I feel like I just need somewhere to run right now and I don’t have anywhere really. I’ve started this new job about a month ago and the whole schtick was that we’d be rewriting this old app to meet a tight deadline and immediately putting it on a code freeze to make something better to replace it.
fine, I get it, tight deadlines and lots to do of course you going to tempted to use AI. when youre architecting a complex application on top of APIs that you’ve not worked with before you’re going to miss stuff anyway. But honestly, out of the four of us, two of the mobile devs are some of the biggest pig shits I’ve ever had to work with. fundamentally having to explain that this guy can’t just merge his changes into the main branch, or not to leave file spanning comments spat out by Gemini to explain the code that he’s not even bothered to read, A shit that goes beyond being in a rush to not being competent to do the job you’ve been given.
again, fine, I can get around some of this with the promise of slowing down and picking up The new projects and enforcing some higher quality standards which everyone supposedly wishes for. fine.
nope. whilst me and the other competent dev are trying to sort out the slop that has been dumped on the app in question over the last month, the deadline has passed us (something which I said was going to happen but was ignored), and the two vibe coders have complained that they “don’t have any work to do” And on now architecting the next fucking project with senior team members whilst I’m getting grilled over “why is XYZ taking so long?” because the fucking vibe code is vibe coded that you fucking hacks and you rewarded them with this new project.
it’s disheartening, because I said all of this upfront, but because I wasn’t the first person in the team out of the gate my opinions are basically worth as much as this rant will (understandably) be worth to most of you: pittance.
I’m not the best programmer on earth, not even the most experienced, but it does my fucking head in to have imposter syndrome every time I log into work every morning because there are two sodding imposters in front of me getting the credit!!! absolute dog shit.
I don’t know. round time. free Palestine and free Iran and death 2 America xxx


Well, I think you could have applied it to people just using AI for assistance, but now it’s basically people straight up submitting 100% generated code. Often without even looking at, let alone understanding, what the bot spat out.

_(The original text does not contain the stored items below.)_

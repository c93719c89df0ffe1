//! The matching operation: validate, score, resolve, classify, report.
//!
//! Every call is self-contained. Configuration and roster come in as
//! arguments and nothing survives the call, so concurrent sessions cannot
//! see each other's data.

use serde::{Deserialize, Serialize};

use crate::classifier::TierThresholds;
use crate::error::ReconcileError;
use crate::report::ReconciliationReport;
use crate::request::{self, MatchRequest, PreparedRequest};
use crate::scorer::SimilarityMatrix;
use crate::validator::{self, Validated};

/// Per-call matching configuration.
#[derive(Debug, Clone, Copy, PartialEq, Serialize, Deserialize)]
#[serde(default)]
pub struct MatchConfig {
    pub tiers: TierThresholds,
    /// Threads used to compute the similarity matrix. 1 = calling thread only.
    pub scorer_workers: usize,
}

impl Default for MatchConfig {
    fn default() -> Self {
        Self {
            tiers: TierThresholds::default(),
            scorer_workers: 1,
        }
    }
}

/// Output of the validation and scoring phase.
#[derive(Debug, Clone, PartialEq)]
pub enum Scored {
    NoFaces,
    Matrix(SimilarityMatrix),
}

/// Validate inputs and build the similarity matrix.
///
/// This is the only phase worth bounding with a timeout: it is the only
/// one that fans out, and resolution must see the complete matrix.
pub fn score(prepared: &PreparedRequest, config: &MatchConfig) -> Result<Scored, ReconcileError> {
    // `PreparedRequest` fields are public, so the range is re-checked here.
    request::validate_threshold(prepared.threshold)?;

    match validator::validate(&prepared.faces, &prepared.roster)? {
        Validated::NoFaces => Ok(Scored::NoFaces),
        Validated::Ready { dim } => {
            tracing::debug!(
                faces = prepared.faces.len(),
                students = prepared.roster.len(),
                dim,
                "inputs validated"
            );
            Ok(Scored::Matrix(SimilarityMatrix::compute(
                &prepared.faces,
                &prepared.roster,
                config.scorer_workers,
            )))
        }
    }
}

/// Resolve matches over a scored request and assemble the report.
/// Runs to completion; cannot fail once scoring succeeded.
pub fn resolve(
    prepared: &PreparedRequest,
    scored: &Scored,
    config: &MatchConfig,
) -> ReconciliationReport {
    let matrix = match scored {
        Scored::NoFaces => {
            return ReconciliationReport::no_faces(prepared.threshold, prepared.algorithm);
        }
        Scored::Matrix(matrix) => matrix,
    };

    let resolution = prepared
        .algorithm
        .resolver()
        .resolve(matrix, prepared.threshold);

    let report = ReconciliationReport::build(
        &prepared.faces,
        &prepared.roster,
        &resolution,
        &config.tiers,
        prepared.threshold,
        prepared.algorithm,
    );

    tracing::info!(
        algorithm = %prepared.algorithm,
        threshold = prepared.threshold,
        detected = report.total_detected,
        matched = report.total_matched,
        unmatched = report.unmatched_count,
        "reconciliation complete"
    );

    report
}

/// Run a prepared request through every phase.
pub fn reconcile_prepared(
    prepared: &PreparedRequest,
    config: &MatchConfig,
) -> Result<ReconciliationReport, ReconcileError> {
    let scored = score(prepared, config)?;
    Ok(resolve(prepared, &scored, config))
}

/// Reconcile detected faces against a roster.
///
/// Validation and integrity errors abort the whole call; no partial report
/// is returned.
pub fn reconcile(
    request: MatchRequest,
    config: &MatchConfig,
) -> Result<ReconciliationReport, ReconcileError> {
    let prepared = request.prepare().map_err(|e| {
        tracing::warn!(kind = e.kind(), error = %e, "request rejected");
        e
    })?;
    reconcile_prepared(&prepared, config).map_err(|e| {
        tracing::warn!(kind = e.kind(), error = %e, "reconciliation failed");
        e
    })
}
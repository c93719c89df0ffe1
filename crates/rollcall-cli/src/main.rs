use std::io::{Read, Write};
use std::path::{Path, PathBuf};
use std::sync::Arc;
use std::time::Duration;

use anyhow::{Context, Result};
use clap::{Parser, Subcommand};
use rollcall_core::reconcile::{self as pipeline, Scored};
use rollcall_core::{
    ErrorBody, ErrorClass, MatchAlgorithm, MatchConfig, MatchRequest, PreparedRequest,
    ReconcileError, ReconciliationReport,
};
use serde::Serialize;
use tokio::sync::Semaphore;
use tracing_subscriber::EnvFilter;

mod config;

use config::Config;

/// Exit status when a request is rejected by validation or integrity checks.
const EXIT_REJECTED: i32 = 2;

#[derive(Parser)]
#[command(name = "rollcall", about = "Match detected face embeddings against a class roster")]
struct Cli {
    #[command(subcommand)]
    command: Commands,
}

#[derive(Subcommand)]
enum Commands {
    /// Reconcile one request and print the report
    Match {
        /// Request JSON file ("-" or omitted reads stdin)
        #[arg(short, long)]
        request: Option<PathBuf>,
        /// Override the request's matching algorithm (greedy-v1, optimal-v1)
        #[arg(short, long)]
        algorithm: Option<MatchAlgorithm>,
        /// Override the request's similarity threshold
        #[arg(short, long)]
        threshold: Option<f32>,
        /// Pretty-print the report
        #[arg(long)]
        pretty: bool,
    },
    /// Reconcile independent requests concurrently, one JSON line per file
    Batch {
        /// Request JSON files
        #[arg(required = true)]
        files: Vec<PathBuf>,
    },
    /// Print the attendance tier for a similarity score
    Classify {
        #[arg(allow_negative_numbers = true)]
        score: f32,
    },
    /// Show the effective configuration
    Config,
}

#[tokio::main]
async fn main() -> Result<()> {
    tracing_subscriber::fmt()
        .with_env_filter(EnvFilter::from_default_env())
        .with_writer(std::io::stderr)
        .init();

    let cli = Cli::parse();
    let config = Config::from_env()?;
    tracing::debug!(source = ?config.source, "configuration loaded");

    match cli.command {
        Commands::Match {
            request,
            algorithm,
            threshold,
            pretty,
        } => {
            let mut req = match read_request(request.as_deref()) {
                Ok(req) => req,
                Err(err) => {
                    eprintln!("{}", serde_json::to_string(&err)?);
                    std::process::exit(EXIT_REJECTED);
                }
            };
            if algorithm.is_some() {
                req.algorithm = algorithm;
            }
            if threshold.is_some() {
                req.threshold = threshold;
            }

            match run_one(req, &config) {
                Ok(report) => {
                    let out = if pretty {
                        serde_json::to_string_pretty(&report)?
                    } else {
                        serde_json::to_string(&report)?
                    };
                    println!("{out}");
                }
                Err(err) => {
                    eprintln!("{}", serde_json::to_string(&CliError::from(&err))?);
                    std::process::exit(EXIT_REJECTED);
                }
            }
        }
        Commands::Batch { files } => {
            let rejected = run_batch(files, &config, &mut std::io::stdout()).await?;
            if rejected > 0 {
                tracing::warn!(rejected, "some requests were not reconciled");
                std::process::exit(EXIT_REJECTED);
            }
        }
        Commands::Classify { score } => {
            println!("{}", config.matching.tiers.classify(score));
        }
        Commands::Config => {
            println!("{}", serde_json::to_string_pretty(&config)?);
        }
    }

    Ok(())
}

/// Read a request from a file, or stdin for `None` and `-`.
fn read_request(path: Option<&Path>) -> Result<MatchRequest, CliError> {
    let text = match path {
        None => read_stdin(),
        Some(p) if p == Path::new("-") => read_stdin(),
        Some(p) => std::fs::read_to_string(p)
            .map_err(|e| CliError::other("io", format!("reading request {}: {e}", p.display()))),
    }?;
    parse_request(&text)
}

fn read_stdin() -> Result<String, CliError> {
    let mut text = String::new();
    std::io::stdin()
        .read_to_string(&mut text)
        .map_err(|e| CliError::other("io", format!("reading request from stdin: {e}")))?;
    Ok(text)
}

fn parse_request(text: &str) -> Result<MatchRequest, CliError> {
    MatchRequest::from_json(text).map_err(|e| CliError::other("malformed_request", e.to_string()))
}

fn run_one(req: MatchRequest, config: &Config) -> Result<ReconciliationReport, ReconcileError> {
    let prepared = req.prepare_with(config.default_threshold, config.default_algorithm)?;
    pipeline::reconcile_prepared(&prepared, &config.matching)
}

/// One line of `batch` output.
#[derive(Debug, Serialize)]
#[serde(rename_all = "camelCase")]
struct BatchLine {
    file: String,
    #[serde(skip_serializing_if = "Option::is_none")]
    report: Option<ReconciliationReport>,
    #[serde(skip_serializing_if = "Option::is_none")]
    error: Option<CliError>,
}

/// Error body printed on stderr by `match` and embedded in `batch` lines.
#[derive(Debug, Serialize)]
struct CliError {
    kind: &'static str,
    /// Absent for failures before the request reached the core (I/O, JSON, timeout).
    #[serde(skip_serializing_if = "Option::is_none")]
    class: Option<ErrorClass>,
    message: String,
}

impl CliError {
    fn other(kind: &'static str, message: impl Into<String>) -> Self {
        Self {
            kind,
            class: None,
            message: message.into(),
        }
    }
}

impl From<&ReconcileError> for CliError {
    fn from(err: &ReconcileError) -> Self {
        let body = ErrorBody::from(err);
        Self {
            kind: body.kind,
            class: Some(body.class),
            message: body.message,
        }
    }
}

/// Reconcile every file concurrently and write one JSON line per file to
/// `out`, in argument order. Returns the number of files that produced an error.
async fn run_batch(files: Vec<PathBuf>, config: &Config, out: &mut impl Write) -> Result<usize> {
    let permits = Arc::new(Semaphore::new(config.batch_concurrency));
    let timeout = Duration::from_millis(config.score_timeout_ms);

    let handles: Vec<_> = files
        .into_iter()
        .map(|file| {
            let permits = Arc::clone(&permits);
            let defaults = (config.default_threshold, config.default_algorithm);
            let matching = config.matching;
            tokio::spawn(async move {
                let _permit = permits.acquire_owned().await;
                let outcome = process_file(&file, defaults, matching, timeout).await;
                (file, outcome)
            })
        })
        .collect();

    let mut rejected = 0;
    for handle in handles {
        let (file, outcome) = handle.await.context("batch task panicked")?;
        let file = file.display().to_string();
        let line = match outcome {
            Ok(report) => BatchLine {
                file,
                report: Some(report),
                error: None,
            },
            Err(error) => {
                rejected += 1;
                BatchLine {
                    file,
                    report: None,
                    error: Some(error),
                }
            }
        };
        writeln!(out, "{}", serde_json::to_string(&line)?)?;
    }

    Ok(rejected)
}

async fn process_file(
    file: &Path,
    (default_threshold, default_algorithm): (f32, MatchAlgorithm),
    matching: MatchConfig,
    timeout: Duration,
) -> Result<ReconciliationReport, CliError> {
    let text = tokio::fs::read_to_string(file)
        .await
        .map_err(|e| CliError::other("io", e.to_string()))?;
    let prepared = parse_request(&text)?
        .prepare_with(default_threshold, default_algorithm)
        .map_err(|e| CliError::from(&e))?;

    let (prepared, scored) = score_with_timeout(prepared, matching, timeout).await?;

    // Resolution is sequential and runs to completion once scores exist.
    Ok(pipeline::resolve(&prepared, &scored, &matching))
}

/// Run validation and scoring on the blocking pool, bounded by `timeout`.
async fn score_with_timeout(
    prepared: PreparedRequest,
    matching: MatchConfig,
    timeout: Duration,
) -> Result<(PreparedRequest, Scored), CliError> {
    let task = tokio::task::spawn_blocking(move || {
        let scored = pipeline::score(&prepared, &matching);
        (prepared, scored)
    });

    match tokio::time::timeout(timeout, task).await {
        Ok(Ok((prepared, Ok(scored)))) => Ok((prepared, scored)),
        Ok(Ok((_, Err(e)))) => Err(CliError::from(&e)),
        Ok(Err(join)) => Err(CliError::other(
            "internal",
            format!("scoring task failed: {join}"),
        )),
        Err(_) => {
            tracing::warn!(timeout_ms = timeout.as_millis() as u64, "scoring timed out");
            Err(CliError::other(
                "timeout",
                format!("scoring exceeded {} ms", timeout.as_millis()),
            ))
        }
    }
}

wtf. That’s just. A disaster waiting to happen surely
Line goes up, nobody cares
It really is, from both a security perspective and an efficiency one. When you write code, each line is an instruction to the computer to do something specific. Basically “Add X and Y together and give me back the result as A” would be one line, then “Show A on the screen to the user” is another for simple addition. Part of a programmer’s job is reducing the number of instructions to as few lines as possible because each line is another piece of memory stored as part of the program’s file size and another instruction sent to the processor.
The more lines of code, the more instructions you give, and the more variables you have (X, Y, and A in the above example), the more memory and processor power the computer uses. The reason something like Doom runs on pregnancy tests is because it was made in an era where the programmers were trying to slim it down as much as possible to run on a bunch of different PCs. Meanwhile, modern shooters are strangled by capitalist deadlines and crunch, so they aren’t given the time to trim down code.
I would push back a bit on “as few lines as possible” for two reasons:
That said, I totally agree with the overall thrust of your comment—I love reading old assembly code and seeing how the programmers of yore were able to do so much with so little, and that spirit seems to have been completely lost in the quest for More Product. It’ll be interesting to see if the coming DRAM shortage will have any impact on that; my guess is no, but I’d love to be pleasantly surprised.
You might be interested in a talk I posted a while back that traces the history of object-oriented programming and how it all went wrong as well as this post about eschewing game engines. And I’m guessing you might be familiar, but Kaze Emanuar does some fascinating videos about squeezing every last bit of performance out of the N64, sparing no technical details. Oh, also this blog post from Dan Luu about web bloat. Okay, I’ll stop with the links, but it’s a topic near and dear to my heart.